From the listing below, work out how many lines contain "snapshot". Reply with that number only.

- Opening Delimiter -

//! Data model shared by the quota scheduler crates: identifiers, priority
//! levels, account balances and configs, and the pool state snapshot.

pub mod balance;
pub mod config;
pub mod error;
pub mod ids;
pub mod priority;
pub mod snapshot;
pub mod state;
pub mod time;

pub use balance::Balance;
pub use config::{AccountConfig, Config};
pub use error::*;
pub use ids::{AccountId, RequestId, WorkerId};
pub use priority::{Priority, NUM_PRIORITIES};
pub use snapshot::Snapshot;
pub use state::{State, TaskRequest, TaskRun, Worker};
pub use time::{zero_time, Timestamp};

- Closing Delimiter -

(Completed exercise)
3